#### What the exercise asks
Write out, unaltered, each line from the top of the records below down to the line where "pub enum BatchedOnlyPolicy" appears, that line included.

#### Extracted entries
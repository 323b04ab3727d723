// SPDX-FileCopyrightText: 2026 Bruno Meilick
// SPDX-License-Identifier: LicenseRef-Zonepick-FreeUse-NoCopy-NoDerivatives
//
// All rights reserved.
//
// This file is part of Zonepick and is proprietary software.
// Unauthorized copying, modification, or distribution is prohibited.

//! Tile-state updates.
//!
//! A frame is always derived from the immutable base grids plus the lists of a single timestamp,
//! so stepping back and forth through the log never accumulates state.

use std::fmt;
use std::ops::{Add, AddAssign};

use rayon::prelude::*;
use serde::{Deserialize, Serialize};
use tracing::debug;

use crate::layout::ZoneTable;
use crate::model::{FloorGrid, LocationTable, ShipmentId, TileCode, TilePos};
use crate::store::Dataset;

/// What to do with a timestamp whose pending list is empty but whose batched list is not.
#[derive(Debug, Clone, Copy, Default, PartialEq, Eq, Hash, Serialize, Deserialize)]
#[serde(rename_all = "snake_case")]
pub enum BatchedOnlyPolicy {
    /// Show the untouched floor and report the frame as unchanged.
    #[default]
    Ignore,
    /// Apply the batched ids anyway.
    Apply,
}

/// Per-frame counters, summed across floors by [`Frame::stats`].
#[derive(Debug, Clone, Copy, Default, PartialEq, Eq)]
pub struct FrameStats {
    /// Tiles on a pending level after the update.
    pub pending_tiles: usize,
    /// Tiles on a batched level after the update.
    pub batched_tiles: usize,
    /// Ids not present in the floor's location table.
    pub skipped_missing: usize,
    /// Ids whose location could not be placed on the grid.
    pub skipped_unresolved: usize,
}

impl FrameStats {
    pub fn skipped(&self) -> usize {
        self.skipped_missing + self.skipped_unresolved
    }
}

impl Add for FrameStats {
    type Output = Self;

    fn add(self, rhs: Self) -> Self {
        Self {
            pending_tiles: self.pending_tiles + rhs.pending_tiles,
            batched_tiles: self.batched_tiles + rhs.batched_tiles,
            skipped_missing: self.skipped_missing + rhs.skipped_missing,
            skipped_unresolved: self.skipped_unresolved + rhs.skipped_unresolved,
        }
    }
}

impl AddAssign for FrameStats {
    fn add_assign(&mut self, rhs: Self) {
        *self = *self + rhs;
    }
}

/// Result of applying one timestamp's lists to one floor.
#[derive(Debug, Clone, PartialEq, Eq)]
pub struct FrameUpdate {
    pub grid: FloorGrid,
    /// `false` when the frame shows the base grid because nothing was applied.
    pub changed: bool,
    pub stats: FrameStats,
}

#[derive(Debug, Clone, PartialEq, Eq)]
pub struct FloorFrame {
    pub name: String,
    pub grid: FloorGrid,
    pub changed: bool,
    pub stats: FrameStats,
}

/// Every floor at one timestamp of the event log.
#[derive(Debug, Clone, PartialEq, Eq)]
pub struct Frame {
    pub index: usize,
    pub timestamp: String,
    pub ppid: i64,
    pub batch_size: usize,
    pub floors: Vec<FloorFrame>,
}

impl Frame {
    pub fn stats(&self) -> FrameStats {
        self.floors
            .iter()
            .fold(FrameStats::default(), |acc, floor| acc + floor.stats)
    }

    pub fn changed(&self) -> bool {
        self.floors.iter().any(|floor| floor.changed)
    }

    /// Status line shown above the floors.
    pub fn header(&self) -> String {
        format!(
            "{}, PPID: {}, batchjobsize: {}",
            self.timestamp, self.ppid, self.batch_size
        )
    }
}

/// Applies one timestamp's pending and batched ids to a fresh copy of `base`.
///
/// Pending ids go first, then batched ids, each in list order; ids sharing a tile compound on it.
/// Ids missing from `locations` or resolving outside the grid are skipped and counted.
pub fn apply_events(
    base: &FloorGrid,
    locations: &LocationTable,
    zones: &ZoneTable,
    pending: &[ShipmentId],
    batched: &[ShipmentId],
    policy: BatchedOnlyPolicy,
) -> FrameUpdate {
    let mut grid = base.clone();
    let mut stats = FrameStats::default();

    let apply_batched = match policy {
        BatchedOnlyPolicy::Ignore => !pending.is_empty(),
        BatchedOnlyPolicy::Apply => true,
    };
    let changed = match policy {
        BatchedOnlyPolicy::Ignore => !pending.is_empty(),
        BatchedOnlyPolicy::Apply => !pending.is_empty() || !batched.is_empty(),
    };

    let mut placer = Placer {
        grid: &mut grid,
        locations,
        zones,
        stats: &mut stats,
    };
    placer.advance_all(pending, TileCode::advance_pending);
    if apply_batched {
        placer.advance_all(batched, TileCode::advance_batched);
    }

    stats.pending_tiles = grid.count(|tile| matches!(tile, TileCode::Pending(_)));
    stats.batched_tiles = grid.count(|tile| matches!(tile, TileCode::Batched(_)));

    FrameUpdate {
        grid,
        changed,
        stats,
    }
}

/// Derives every floor at the event `index`, or `None` when the index is past the log.
pub fn derive_frame(dataset: &Dataset, index: usize) -> Option<Frame> {
    let event = dataset.events().get(index)?;
    let floors = dataset
        .floors()
        .iter()
        .map(|floor| {
            let update = apply_events(
                &floor.grid,
                &floor.locations,
                dataset.zones(),
                &event.pending,
                &event.batched,
                dataset.batched_only(),
            );
            FloorFrame {
                name: floor.name.clone(),
                grid: update.grid,
                changed: update.changed,
                stats: update.stats,
            }
        })
        .collect();

    Some(Frame {
        index,
        timestamp: event.timestamp.clone(),
        ppid: event.ppid,
        batch_size: event.batch_size(),
        floors,
    })
}

/// One line of the whole-log summary.
#[derive(Debug, Clone, PartialEq, Eq)]
pub struct SummaryRow {
    pub timestamp: String,
    pub ppid: i64,
    pub pending: usize,
    pub batched: usize,
    pub stats: FrameStats,
}

impl fmt::Display for SummaryRow {
    fn fmt(&self, f: &mut fmt::Formatter<'_>) -> fmt::Result {
        write!(
            f,
            "{} {} {} {} {} {} {}",
            self.timestamp,
            self.ppid,
            self.pending,
            self.batched,
            self.stats.pending_tiles,
            self.stats.batched_tiles,
            self.stats.skipped()
        )
    }
}

/// Frame statistics for every timestamp, in log order.
///
/// Frames are independent of each other, so they are derived in parallel.
pub fn summarize(dataset: &Dataset) -> Vec<SummaryRow> {
    (0..dataset.events().len())
        .into_par_iter()
        .filter_map(|index| {
            let frame = derive_frame(dataset, index)?;
            let event = dataset.events().get(index)?;
            Some(SummaryRow {
                timestamp: frame.timestamp.clone(),
                ppid: frame.ppid,
                pending: event.pending.len(),
                batched: event.batched.len(),
                stats: frame.stats(),
            })
        })
        .collect()
}

// Id placement helpers shared by the pending and batched passes.
include!("ops_impl.rs");
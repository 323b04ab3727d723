// SPDX-FileCopyrightText: 2026 Bruno Meilick
// SPDX-License-Identifier: LicenseRef-Zonepick-FreeUse-NoCopy-NoDerivatives
//
// All rights reserved.
//
// This file is part of Zonepick and is proprietary software.
// Unauthorized copying, modification, or distribution is prohibited.

use std::collections::HashSet;

use super::StoreError;
use crate::layout::{builtin, FloorDecor, ZoneTable};
use crate::model::{EventLog, FloorGrid, LocationTable};
use crate::ops::BatchedOnlyPolicy;

/// One floor: its base grid, its shipment locations and how it is decorated on screen.
#[derive(Debug, Clone, PartialEq, Eq)]
pub struct FloorData {
    pub name: String,
    pub title: String,
    pub grid: FloorGrid,
    pub locations: LocationTable,
    pub decor: FloorDecor,
}

impl FloorData {
    /// Creates a floor with the built-in title and decor for `name`, if there are any.
    pub fn new(name: impl Into<String>, grid: FloorGrid, locations: LocationTable) -> Self {
        let name = name.into();
        let title = builtin::floor_title(&name).unwrap_or(name.as_str()).to_owned();
        let decor = builtin::floor_decor(&name).unwrap_or_default();
        Self {
            name,
            title,
            grid,
            locations,
            decor,
        }
    }

    pub fn with_title(mut self, title: impl Into<String>) -> Self {
        self.title = title.into();
        self
    }

    pub fn with_decor(mut self, decor: FloorDecor) -> Self {
        self.decor = decor;
        self
    }
}

/// Everything the viewer needs, loaded once and never mutated.
#[derive(Debug, Clone, PartialEq, Eq)]
pub struct Dataset {
    floors: Vec<FloorData>,
    zones: ZoneTable,
    events: EventLog,
    batched_only: BatchedOnlyPolicy,
}

impl Dataset {
    /// Validates and assembles a dataset.
    ///
    /// There must be at least one floor and one event, and floor names must be unique.
    pub fn new(
        floors: Vec<FloorData>,
        zones: ZoneTable,
        events: EventLog,
    ) -> Result<Self, StoreError> {
        if floors.is_empty() {
            return Err(StoreError::NoFloors);
        }
        let mut seen = HashSet::new();
        for floor in &floors {
            if !seen.insert(floor.name.as_str()) {
                return Err(StoreError::DuplicateFloor {
                    name: floor.name.clone(),
                });
            }
        }
        if events.is_empty() {
            return Err(StoreError::EmptyEventLog);
        }

        Ok(Self {
            floors,
            zones,
            events,
            batched_only: BatchedOnlyPolicy::default(),
        })
    }

    pub fn with_batched_only(mut self, policy: BatchedOnlyPolicy) -> Self {
        self.batched_only = policy;
        self
    }

    pub fn floors(&self) -> &[FloorData] {
        &self.floors
    }

    pub fn floor(&self, name: &str) -> Option<&FloorData> {
        self.floors.iter().find(|floor| floor.name == name)
    }

    pub fn zones(&self) -> &ZoneTable {
        &self.zones
    }

    pub fn events(&self) -> &EventLog {
        &self.events
    }

    pub fn batched_only(&self) -> BatchedOnlyPolicy {
        self.batched_only
    }
}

#### Exercise response
repository 323b04ab3727d723
// SPDX-FileCopyrightText: 2026 Bruno Meilick
// SPDX-License-Identifier: LicenseRef-Zonepick-FreeUse-NoCopy-NoDerivatives
//
// All rights reserved.
//
// This file is part of Zonepick and is proprietary software.
// Unauthorized copying, modification, or distribution is prohibited.

//! Tile-state updates.
//!
//! A frame is always derived from the immutable base grids plus the lists of a single timestamp,
//! so stepping back and forth through the log never accumulates state.

use std::fmt;
use std::ops::{Add, AddAssign};

use rayon::prelude::*;
use serde::{Deserialize, Serialize};
use tracing::debug;

use crate::layout::ZoneTable;
use crate::model::{FloorGrid, LocationTable, ShipmentId, TileCode, TilePos};
use crate::store::Dataset;

/// What to do with a timestamp whose pending list is empty but whose batched list is not.
#[derive(Debug, Clone, Copy, Default, PartialEq, Eq, Hash, Serialize, Deserialize)]
#[serde(rename_all = "snake_case")]
pub enum BatchedOnlyPolicy {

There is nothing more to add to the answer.